The malting floor at Balvenie. After soaking in water, the barley is spread on the floor, where it begins to sprout. The temperature
must be carefully monitored, and the barley turned periodically to keep it from getting too warm. (I am accustomed to landscape
photography and use rather low-speed film, so I hope you'll forgive me if a lot of these indoor shots are a bit...heh heh...grainy.)


Balvenie's kiln. When the barley reaches the optimum level of fermentable sugars, it is spread on a perforated floor
above the fire and dried to arrest growth. Coal is used for drying; they say it is virtually smokeless. They used to pile peat
on top of the coal for a bit of smoke, but now burn the peat in a side stove (not seen here) for greater control.


Balvenie's Porteus mill. The dried malt is ground to prepare it for mashing. The mill is often the oldest piece of equipment
in a distillery--they run forever with little maintenance. So well did Porteus build their mills that they went out of business.
New distilleries usually must acquire recycled mills, often from breweries that have gone out of business.


Mash tuns, in which the ground malt is soaked in hot water to leach out the goodies. If I recall correctly, the far one is Balvenie's, and the nearer,
slightly bigger, is Kininvie's. Might have that backwards, though. Balvenie and Kininvie are both owned by the same family that owns Glenfiddich.
Kininvie was built in 1990 mainly to provide blending fodder, and to my knowledge has yet to be bottled as a single malt.
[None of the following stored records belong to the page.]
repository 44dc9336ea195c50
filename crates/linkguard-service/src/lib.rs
//! # linkguard-service
//!
//! Application layer: the configuration repository, link extraction and
//! matching, commands, notices, membership, and the moderation engine.

pub mod links;
pub mod services;

pub use links::{LinkEngine, LinkExtractor, LinkVerdict, RegexPatternMatcher, TldDictionary};
pub use services::{
    ChannelConfigRepository, MembershipService, ModerationOutcome, ModerationService,
    ModerationSettings, NoticeService, QueueSink, ServiceContext, ServiceContextBuilder,
    ServiceError, ServiceResult,
};
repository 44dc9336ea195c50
//! Application error types

mod app_error;

pub use app_error::{AppError, AppResult};
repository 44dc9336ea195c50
//! In-process cache tier.

mod store;

pub use store::MemoryCache;
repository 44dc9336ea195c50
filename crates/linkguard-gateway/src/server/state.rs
//! Gateway state
//!
//! Application state shared by the bridge handler, the event processor, and
//! the background tasks.

use std::sync::Arc;

use tokio::sync::{mpsc, watch, Mutex};

use linkguard_core::events::{InboundEvent, OutboundAction};
use linkguard_service::ServiceContext;

use crate::connection::JoinedChannels;

/// Gateway application state
#[derive(Clone)]
pub struct GatewayState {
    /// Service context with the repository, stores, and link engine
    service_context: Arc<ServiceContext>,
    /// Channels the adapter reports the bot is in
    joined: Arc<JoinedChannels>,
    /// Inbound events, drained by the single event processor
    events: mpsc::UnboundedSender<InboundEvent>,
    /// Outbound actions; whoever holds the lock is the connected adapter
    outbound: Arc<Mutex<mpsc::UnboundedReceiver<OutboundAction>>>,
    /// Bumped on every adapter `ready`
    ready: Arc<watch::Sender<u64>>,
    /// Set once any adapter has connected
    adapter_seen: Arc<watch::Sender<bool>>,
}

impl GatewayState {
    /// Create the state and the receiver the event processor drains
    pub fn new(
        service_context: ServiceContext,
        outbound: mpsc::UnboundedReceiver<OutboundAction>,
    ) -> (Self, mpsc::UnboundedReceiver<InboundEvent>) {
        let (events_tx, events_rx) = mpsc::unbounded_channel();
        let state = Self {
            service_context: Arc::new(service_context),
            joined: Arc::new(JoinedChannels::new()),
            events: events_tx,
            outbound: Arc::new(Mutex::new(outbound)),
            ready: Arc::new(watch::Sender::new(0)),
            adapter_seen: Arc::new(watch::Sender::new(false)),
        };
        (state, events_rx)
    }

    /// Get the service context
    pub fn service_context(&self) -> &ServiceContext {
        &self.service_context
    }

    pub fn joined(&self) -> &JoinedChannels {
        &self.joined
    }

    pub fn events(&self) -> &mpsc::UnboundedSender<InboundEvent> {
        &self.events
    }

    pub(crate) fn outbound(&self) -> Arc<Mutex<mpsc::UnboundedReceiver<OutboundAction>>> {
        Arc::clone(&self.outbound)
    }

    /// Record an adapter `ready`
    pub fn signal_ready(&self) {
        self.ready.send_modify(|generation| *generation += 1);
    }

    /// Watch adapter `ready` signals
    pub fn subscribe_ready(&self) -> watch::Receiver<u64> {
        self.ready.subscribe()
    }

    pub fn mark_adapter_seen(&self) {
        self.adapter_seen.send_replace(true);
    }

    pub fn subscribe_adapter_seen(&self) -> watch::Receiver<bool> {
        self.adapter_seen.subscribe()
    }
}

impl std::fmt::Debug for GatewayState {
    fn fmt(&self, f: &mut std::fmt::Formatter<'_>) -> std::fmt::Result {
        f.debug_struct("GatewayState")
            .field("service_context", &self.service_context)
            .field("joined", &self.joined.len())
            .finish()
    }
}
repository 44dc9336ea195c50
//! Channel configuration cache in Redis.
//!
//! Each channel is kept as two keys sharing one TTL:
//! - `channel:<name>:config`: hash of the scalar settings plus `allow_count`
//! - `channel:<name>:allowlist`: sorted set of allow-list entries scored by position
//!
//! Both keys are written in one MULTI/EXEC so a reader never sees a
//! half-written entry.

use std::collections::HashMap;
use std::time::Duration;

use async_trait::async_trait;
use tracing::instrument;

use linkguard_core::entities::{normalize_channel_name, ChannelConfig, Role};
use linkguard_core::traits::{ChannelConfigCache, RepoResult};

use crate::pool::{ttl_seconds, RedisPool, RedisResult};

/// Key prefix for channel entries
const CHANNEL_PREFIX: &str = "channel:";

const FIELD_NAME: &str = "name";
const FIELD_SLASH: &str = "slash";
const FIELD_DOT: &str = "dot";
const FIELD_SUBDOMAINS: &str = "subdomains";
const FIELD_USERLEVEL: &str = "userlevel";
const FIELD_REPLY: &str = "reply";
const FIELD_ALLOW_COUNT: &str = "allow_count";

/// Redis-backed channel configuration cache
#[derive(Clone)]
pub struct RedisChannelConfigCache {
    pool: RedisPool,
}

impl RedisChannelConfigCache {
    /// Create a new channel config cache
    #[must_use]
    pub fn new(pool: RedisPool) -> Self {
        Self { pool }
    }

    /// Generate Redis key for the settings hash
    fn config_key(name: &str) -> String {
        format!("{CHANNEL_PREFIX}{name}:config")
    }

    /// Generate Redis key for the allow-list set
    fn allowlist_key(name: &str) -> String {
        format!("{CHANNEL_PREFIX}{name}:allowlist")
    }

    async fn write(&self, config: &ChannelConfig, ttl: Duration) -> RedisResult<()> {
        let config_key = Self::config_key(&config.name);
        let allowlist_key = Self::allowlist_key(&config.name);
        let ttl = i64::try_from(ttl_seconds(ttl)).unwrap_or(i64::MAX);

        let mut pipe = redis::pipe();
        pipe.atomic()
            .del(&[&config_key, &allowlist_key])
            .ignore()
            .hset_multiple(&config_key, &encode_fields(config))
            .ignore()
            .expire(&config_key, ttl)
            .ignore();

        if !config.allow_list.is_empty() {
            let members: Vec<(usize, &str)> = config
                .allow_list
                .iter()
                .enumerate()
                .map(|(index, entry)| (index, entry.as_str()))
                .collect();
            pipe.zadd_multiple(&allowlist_key, &members)
                .ignore()
                .expire(&allowlist_key, ttl)
                .ignore();
        }

        let mut conn = self.pool.get().await?;
        pipe.query_async::<()>(&mut conn).await?;
        Ok(())
    }

    async fn read(&self, name: &str) -> RedisResult<Option<ChannelConfig>> {
        let config_key = Self::config_key(name);
        let allowlist_key = Self::allowlist_key(name);

        let mut conn = self.pool.get().await?;
        let (fields, entries): (HashMap<String, String>, Vec<String>) = redis::pipe()
            .hgetall(&config_key)
            .zrange(&allowlist_key, 0, -1)
            .query_async(&mut conn)
            .await?;

        if fields.is_empty() {
            return Ok(None);
        }

        match decode_fields(&fields, entries) {
            Ok(config) => Ok(Some(config)),
            Err(reason) => {
                tracing::warn!(key = %config_key, %reason, "Malformed cache entry, treating as miss");
                Ok(None)
            }
        }
    }
}

/// Flatten the scalar settings into hash fields
fn encode_fields(config: &ChannelConfig) -> Vec<(&'static str, String)> {
    vec![
        (FIELD_NAME, config.name.clone()),
        (FIELD_SLASH, encode_bool(config.require_slash)),
        (FIELD_DOT, encode_bool(config.require_multi_dot)),
        (FIELD_SUBDOMAINS, encode_bool(config.match_subdomains)),
        (FIELD_USERLEVEL, config.minimum_exempt_role.to_string()),
        (FIELD_REPLY, config.reply_template.clone()),
        (FIELD_ALLOW_COUNT, config.allow_list.len().to_string()),
    ]
}

/// Rebuild a config from hash fields and allow-list members.
///
/// Fails if a field is missing or unreadable, or if the allow-list set does
/// not hold as many members as the hash says it should.
fn decode_fields(
    fields: &HashMap<String, String>,
    allow_list: Vec<String>,
) -> Result<ChannelConfig, String> {
    let field = |key: &str| {
        fields
            .get(key)
            .map(String::as_str)
            .ok_or_else(|| format!("missing field {key}"))
    };

    let allow_count: usize = field(FIELD_ALLOW_COUNT)?
        .parse()
        .map_err(|_| "unreadable allow_count".to_string())?;
    if allow_count != allow_list.len() {
        return Err(format!(
            "allow list has {} entries, expected {allow_count}",
            allow_list.len()
        ));
    }

    let minimum_exempt_role: Role = field(FIELD_USERLEVEL)?
        .parse()
        .map_err(|e: linkguard_core::DomainError| e.to_string())?;

    Ok(ChannelConfig {
        name: field(FIELD_NAME)?.to_string(),
        require_slash: decode_bool(field(FIELD_SLASH)?)?,
        require_multi_dot: decode_bool(field(FIELD_DOT)?)?,
        match_subdomains: decode_bool(field(FIELD_SUBDOMAINS)?)?,
        minimum_exempt_role,
        reply_template: field(FIELD_REPLY)?.to_string(),
        allow_list,
    })
}

fn encode_bool(value: bool) -> String {
    let flag = if value { "1" } else { "0" };
    flag.to_string()
}

fn decode_bool(raw: &str) -> Result<bool, String> {
    match raw {
        "1" => Ok(true),
        "0" => Ok(false),
        other => Err(format!("unreadable flag {other}")),
    }
}

#[async_trait]
impl ChannelConfigCache for RedisChannelConfigCache {
    #[instrument(skip(self))]
    async fn get(&self, name: &str) -> RepoResult<Option<ChannelConfig>> {
        Ok(self.read(&normalize_channel_name(name)).await?)
    }

    #[instrument(skip(self, config), fields(channel = %config.name))]
    async fn set(&self, config: &ChannelConfig, ttl: Duration) -> RepoResult<()> {
        self.write(config, ttl).await?;
        tracing::debug!(channel = %config.name, ttl_secs = ttl.as_secs(), "Cached channel config");
        Ok(())
    }

    #[instrument(skip(self))]
    async fn remove(&self, name: &str) -> RepoResult<()> {
        let name = normalize_channel_name(name);
        let config_key = Self::config_key(&name);
        let allowlist_key = Self::allowlist_key(&name);
        self.pool
            .delete_many(&[config_key.as_str(), allowlist_key.as_str()])
            .await?;
        Ok(())
    }
}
Balvenie's washbacks. Here the wort, the sweet liquid extracted in the mash tuns, is fermented. Yeast eat sugar and excrete alcohol and carbon dioxide.
(Yes, you drink yeast piss.) Up to this point, the process is almost identical to brewing beer, although the result here is typically 8-9% alcohol.


The Balvenie stillhouse. The wash produced in the washbacks is distilled in the wash stills, and the resulting low wines get a second distillation
in the spirit stills. The result is in the neighborhood of 70% alcohol, although it is usually reduced to 63.5% for maturation.


Barrels waiting to be filled--bourbon hogsheads, sherry butts, port pipes, and who knows what else.


One of Balvenie's warehouses, where the barrels sleep for ten years or more.